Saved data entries

=-=-=-=-=

//! Place Order slice

use tracing::{error, info, instrument, warn};

use crate::{domain::cart::AggregatedCart, infra::storage::KeyValueStore};

use super::{
    CheckoutError, CheckoutSummary, CreateOrderRequest, OrderGateway, PayRequest, PaymentDetails,
};

#[derive(Debug, Clone, PartialEq, serde::Serialize)]
#[serde(rename_all = "camelCase")]
pub struct PlacedOrder {
    pub order_code: Option<String>,
    pub paid: bool,
    pub summary: CheckoutSummary,
    pub request: CreateOrderRequest,
}

/// Creates and pays one order for the selected lines of `prescription_id`.
///
/// The prescription is cleared from the cart only once payment succeeded. A failed payment
/// leaves the cart as it was so the customer can retry. When the backend does not return an
/// order code no payment is attempted and the cart is kept.
#[instrument(skip(cart, gateway, payment))]
pub fn place_order<S, G>(
    cart: &mut AggregatedCart<S>,
    gateway: &mut G,
    prescription_id: &str,
    payment: &PaymentDetails,
) -> Result<PlacedOrder, CheckoutError>
where
    S: KeyValueStore,
    G: OrderGateway,
{
    let summary = CheckoutSummary::for_prescription(cart, prescription_id);
    if summary.is_empty() {
        return Err(CheckoutError::NoItemsSelected);
    }
    payment.validate()?;

    let request = CreateOrderRequest::from_summary(&summary, payment.method());
    let receipt = gateway
        .create_order(&request)
        .inspect_err(|e| error!("PlaceOrder: creating order for {prescription_id} failed with {e}"))?;

    let Some(order_code) = receipt.order_code else {
        warn!("PlaceOrder: backend returned no order code for {prescription_id}, payment skipped.");
        return Ok(PlacedOrder {
            order_code: None,
            paid: false,
            summary,
            request,
        });
    };

    gateway
        .pay(&order_code, &PayRequest::for_payment(payment))
        .inspect_err(|e| error!("PlaceOrder: paying order {order_code} failed with {e}"))?;

    cart.clear_prescription(Some(prescription_id))?;
    info!("PlaceOrder: order {order_code} placed and paid, {prescription_id} cleared from cart.");

    Ok(PlacedOrder {
        order_code: Some(order_code),
        paid: true,
        summary,
        request,
    })
}

//-------------------------- Tests -------------------------------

=-=-=-=-=

EXERCISE DIRECTIONS: Read the entries and pick out all lines that include the word "PlaceOrder".

TASK OUTPUT:
        .inspect_err(|e| error!("PlaceOrder: creating order for {prescription_id} failed with {e}"))?;
        warn!("PlaceOrder: backend returned no order code for {prescription_id}, payment skipped.");
        .inspect_err(|e| error!("PlaceOrder: paying order {order_code} failed with {e}"))?;
    info!("PlaceOrder: order {order_code} placed and paid, {prescription_id} cleared from cart.");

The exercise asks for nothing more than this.